Problem requirements =>
Please output the data below exactly as given, starting at its first line and stopping after the line that contains "fn fmt(&self, f: &mut".

(Excerpts from a dataset)
=-=-=
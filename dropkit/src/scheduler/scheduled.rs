//! Scheduler-bound disposal and creation wrappers.

use parking_lot::Mutex;
use std::sync::Arc;
use tracing::debug;

use super::Scheduler;
use crate::disposable::{BoxDisposable, Disposable, SerialSlot};

/// A handle whose disposal runs on a designated scheduler.
///
/// Disposing the handle submits the wrapped handle's disposal to the
/// scheduler instead of running it inline. Only the first dispose submits
/// work.
#[derive(Clone)]
pub struct ScheduledDisposable {
    inner: Arc<ScheduledInner>,
}

struct ScheduledInner {
    scheduler: Arc<dyn Scheduler>,
    target: Mutex<Option<BoxDisposable>>,
}

impl ScheduledDisposable {
    /// Wraps a handle so its disposal runs on `scheduler`.
    #[must_use]
    pub fn new<D: Disposable + 'static>(scheduler: Arc<dyn Scheduler>, target: D) -> Self {
        Self {
            inner: Arc::new(ScheduledInner {
                scheduler,
                target: Mutex::new(Some(Box::new(target))),
            }),
        }
    }
}

impl Disposable for ScheduledDisposable {
    fn dispose(&self) {
        let Some(target) = self.inner.target.lock().take() else {
            return;
        };
        debug!("scheduling disposal on designated context");
        self.inner
            .scheduler
            .schedule(Box::new(move || target.dispose()));
    }

    fn is_disposed(&self) -> bool {
        self.inner.target.lock().is_none()
    }
}

impl Drop for ScheduledInner {
    fn drop(&mut self) {
        if let Some(target) = self.target.get_mut().take() {
            self.scheduler.schedule(Box::new(move || target.dispose()));
        }
    }
}

impl std::fmt::Debug for ScheduledDisposable {
    fn fmt(&self, f: &mut std::fmt::Formatter<'_>) -> std::fmt::Result {
        f.debug_struct("ScheduledDisposable")
            .field("disposed", &self.is_disposed())
            .finish()
    }
}

/// One scheduled creation: an empty slot is returned immediately, the
/// factory's product lands in it on the designated context. Either order of
/// the create and dispose submissions releases the product exactly once,
/// because a terminal slot disposes anything installed into it.
fn scheduled_create<D, F>(scheduler: &Arc<dyn Scheduler>, factory: F) -> ScheduledDisposable
where
    D: Disposable + 'static,
    F: FnOnce() -> D + Send + 'static,
{
    let slot = SerialSlot::new();
    let target = slot.clone();
    debug!("scheduling resource creation on designated context");
    scheduler.schedule(Box::new(move || target.set(factory())));
    ScheduledDisposable::new(scheduler.clone(), slot)
}

/// Binds a factory to a scheduler so its product is created and disposed
/// only on that execution context.
///
/// Each invocation of the returned factory creates an empty [`SerialSlot`],
/// submits the original factory to the scheduler with the slot as its
/// destination, and immediately returns a [`ScheduledDisposable`] over the
/// slot. Disposing the returned handle before creation completes still
/// releases the created resource once it exists.
pub fn create_and_dispose_on<D, F>(
    factory: F,
    scheduler: Arc<dyn Scheduler>,
) -> impl Fn() -> ScheduledDisposable
where
    D: Disposable + 'static,
    F: Fn() -> D + Send + Sync + 'static,
{
    let factory = Arc::new(factory);
    move || {
        let factory = factory.clone();
        scheduled_create(&scheduler, move || (*factory)())
    }
}

/// One-parameter variant of [`create_and_dispose_on`].
///
/// The argument is captured per invocation and handed to the factory on the
/// designated context.
pub fn create_and_dispose_on1<T0, D, F>(
    factory: F,
    scheduler: Arc<dyn Scheduler>,
) -> impl Fn(T0) -> ScheduledDisposable
where
    T0: Send + 'static,
    D: Disposable + 'static,
    F: Fn(T0) -> D + Send + Sync + 'static,
{
    let factory = Arc::new(factory);
    move |t0| {
        let factory = factory.clone();
        scheduled_create(&scheduler, move || (*factory)(t0))
    }
}

/// Two-parameter variant of [`create_and_dispose_on`].
pub fn create_and_dispose_on2<T0, T1, D, F>(
    factory: F,
    scheduler: Arc<dyn Scheduler>,
) -> impl Fn(T0, T1) -> ScheduledDisposable
where
    T0: Send + 'static,
    T1: Send + 'static,
    D: Disposable + 'static,
    F: Fn(T0, T1) -> D + Send + Sync + 'static,
{
    let factory = Arc::new(factory);
    move |t0, t1| {
        let factory = factory.clone();
        scheduled_create(&scheduler, move || (*factory)(t0, t1))
    }
}

#[cfg(test)]
mod tests {
    use super::*;
    use crate::disposable::DisposeGuard;
    use crate::scheduler::ImmediateScheduler;
    use std::sync::atomic::{AtomicUsize, Ordering};

    /// Collects submitted work and runs it only on demand, so tests can
    /// control the ordering of creation and disposal.
    #[derive(Default)]
    struct QueueScheduler {
        queue: Mutex<Vec<Box<dyn FnOnce() + Send>>>,
    }

    impl QueueScheduler {
        fn run_all(&self) {
            let work = std::mem::take(&mut *self.queue.lock());
            for item in work {
                item();
            }
        }

        fn pending(&self) -> usize {
            self.queue.lock().len()
        }
    }

    impl Scheduler for QueueScheduler {
        fn schedule(&self, work: Box<dyn FnOnce() + Send>) {
            self.queue.lock().push(work);
        }
    }

    #[test]
    fn test_scheduled_disposable_disposes_on_scheduler() {
        let scheduler = Arc::new(QueueScheduler::default());
        let guard = DisposeGuard::empty();

        let scheduled = ScheduledDisposable::new(scheduler.clone(), guard.clone());
        scheduled.dispose();

        // Submitted but not yet run.
        assert!(scheduled.is_disposed());
        assert!(!guard.is_disposed());

        scheduler.run_all();
        assert!(guard.is_disposed());
    }

    #[test]
    fn test_scheduled_disposable_submits_once() {
        let scheduler = Arc::new(QueueScheduler::default());
        let scheduled = ScheduledDisposable::new(scheduler.clone(), DisposeGuard::empty());

        scheduled.dispose();
        scheduled.dispose();

        assert_eq!(scheduler.pending(), 1);
    }

    #[test]
    fn test_creation_only_via_scheduler() {
        let scheduler = Arc::new(QueueScheduler::default());
        let created = Arc::new(AtomicUsize::new(0));
        let created_clone = created.clone();

        let factory = create_and_dispose_on(
            move || {
                created_clone.fetch_add(1, Ordering::SeqCst);
                DisposeGuard::empty()
            },
            scheduler.clone(),
        );

        let _handle = factory();

        // Nothing created until the scheduler runs.
        assert_eq!(created.load(Ordering::SeqCst), 0);

        scheduler.run_all();
        assert_eq!(created.load(Ordering::SeqCst), 1);
    }

    #[test]
    fn test_dispose_before_creation_still_releases_resource() {
        let scheduler = Arc::new(QueueScheduler::default());
        let disposed = Arc::new(AtomicUsize::new(0));
        let disposed_clone = disposed.clone();

        let factory = create_and_dispose_on(
            move || {
                let disposed = disposed_clone.clone();
                DisposeGuard::new(move || {
                    disposed.fetch_add(1, Ordering::SeqCst);
                })
            },
            scheduler.clone(),
        );

        let handle = factory();
        handle.dispose();

        // Disposal was submitted before the creation ran; once both
        // submissions execute the resource is created and then released.
        scheduler.run_all();
        scheduler.run_all();

        assert_eq!(disposed.load(Ordering::SeqCst), 1);
    }

    #[test]
    fn test_create_and_dispose_immediate_roundtrip() {
        let scheduler: Arc<dyn Scheduler> = Arc::new(ImmediateScheduler);
        let disposed = Arc::new(AtomicUsize::new(0));
        let disposed_clone = disposed.clone();

        let factory = create_and_dispose_on(
            move || {
                let disposed = disposed_clone.clone();
                DisposeGuard::new(move || {
                    disposed.fetch_add(1, Ordering::SeqCst);
                })
            },
            scheduler,
        );

        let handle = factory();
        assert!(!handle.is_disposed());

        handle.dispose();
        assert_eq!(disposed.load(Ordering::SeqCst), 1);
    }

    #[test]
    fn test_single_parameter_variant() {
        let scheduler: Arc<dyn Scheduler> = Arc::new(ImmediateScheduler);
        let seen = Arc::new(Mutex::new(Vec::new()));
        let seen_clone = seen.clone();

        let factory = create_and_dispose_on1(
            move |label: &'static str| {
                seen_clone.lock().push(label);
                DisposeGuard::empty()
            },
            scheduler,
        );

        let first = factory("timer");
        let second = factory("subscription");

        assert_eq!(seen.lock().clone(), vec!["timer", "subscription"]);

        first.dispose();
        second.dispose();
    }

    #[test]
    fn test_two_parameter_variant() {
        let scheduler: Arc<dyn Scheduler> = Arc::new(ImmediateScheduler);
        let seen = Arc::new(Mutex::new(Vec::new()));
        let seen_clone = seen.clone();

        let factory = create_and_dispose_on2(
            move |a: u32, b: u32| {
                seen_clone.lock().push((a, b));
                DisposeGuard::empty()
            },
            scheduler,
        );

        let handle = factory(1, 2);
        assert_eq!(seen.lock().clone(), vec![(1, 2)]);
        handle.dispose();
    }

    #[tokio::test]
    async fn test_tokio_bound_creation_and_disposal() {
        use crate::scheduler::TokioScheduler;

        let scheduler: Arc<dyn Scheduler> = Arc::new(TokioScheduler::current());
        let disposed = Arc::new(AtomicUsize::new(0));
        let disposed_clone = disposed.clone();

        let factory = create_and_dispose_on(
            move || {
                let disposed = disposed_clone.clone();
                DisposeGuard::new(move || {
                    disposed.fetch_add(1, Ordering::SeqCst);
                })
            },
            scheduler,
        );

        let handle = factory();
        handle.dispose();

        // Both the creation and the disposal run as spawned tasks.
        tokio::task::yield_now().await;
        tokio::time::timeout(std::time::Duration::from_secs(1), async {
            while disposed.load(Ordering::SeqCst) == 0 {
                tokio::task::yield_now().await;
            }
        })
        .await
        .expect("resource should be released once created");
    }
}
=-=-=
Answer area =>
filename dropkit/src/scheduler/scheduled.rs
//! Scheduler-bound disposal and creation wrappers.

use parking_lot::Mutex;
use std::sync::Arc;
use tracing::debug;

use super::Scheduler;
use crate::disposable::{BoxDisposable, Disposable, SerialSlot};

/// A handle whose disposal runs on a designated scheduler.
///
/// Disposing the handle submits the wrapped handle's disposal to the
/// scheduler instead of running it inline. Only the first dispose submits
/// work.
#[derive(Clone)]
pub struct ScheduledDisposable {
    inner: Arc<ScheduledInner>,
}

struct ScheduledInner {
    scheduler: Arc<dyn Scheduler>,
    target: Mutex<Option<BoxDisposable>>,
}

impl ScheduledDisposable {
    /// Wraps a handle so its disposal runs on `scheduler`.
    #[must_use]
    pub fn new<D: Disposable + 'static>(scheduler: Arc<dyn Scheduler>, target: D) -> Self {
        Self {
            inner: Arc::new(ScheduledInner {
                scheduler,
                target: Mutex::new(Some(Box::new(target))),
            }),
        }
    }
}

impl Disposable for ScheduledDisposable {
    fn dispose(&self) {
        let Some(target) = self.inner.target.lock().take() else {
            return;
        };
        debug!("scheduling disposal on designated context");
        self.inner
            .scheduler
            .schedule(Box::new(move || target.dispose()));
    }

    fn is_disposed(&self) -> bool {
        self.inner.target.lock().is_none()
    }
}

impl Drop for ScheduledInner {
    fn drop(&mut self) {
        if let Some(target) = self.target.get_mut().take() {
            self.scheduler.schedule(Box::new(move || target.dispose()));
        }
    }
}

impl std::fmt::Debug for ScheduledDisposable {
    fn fmt(&self, f: &mut std::fmt::Formatter<'_>) -> std::fmt::Result {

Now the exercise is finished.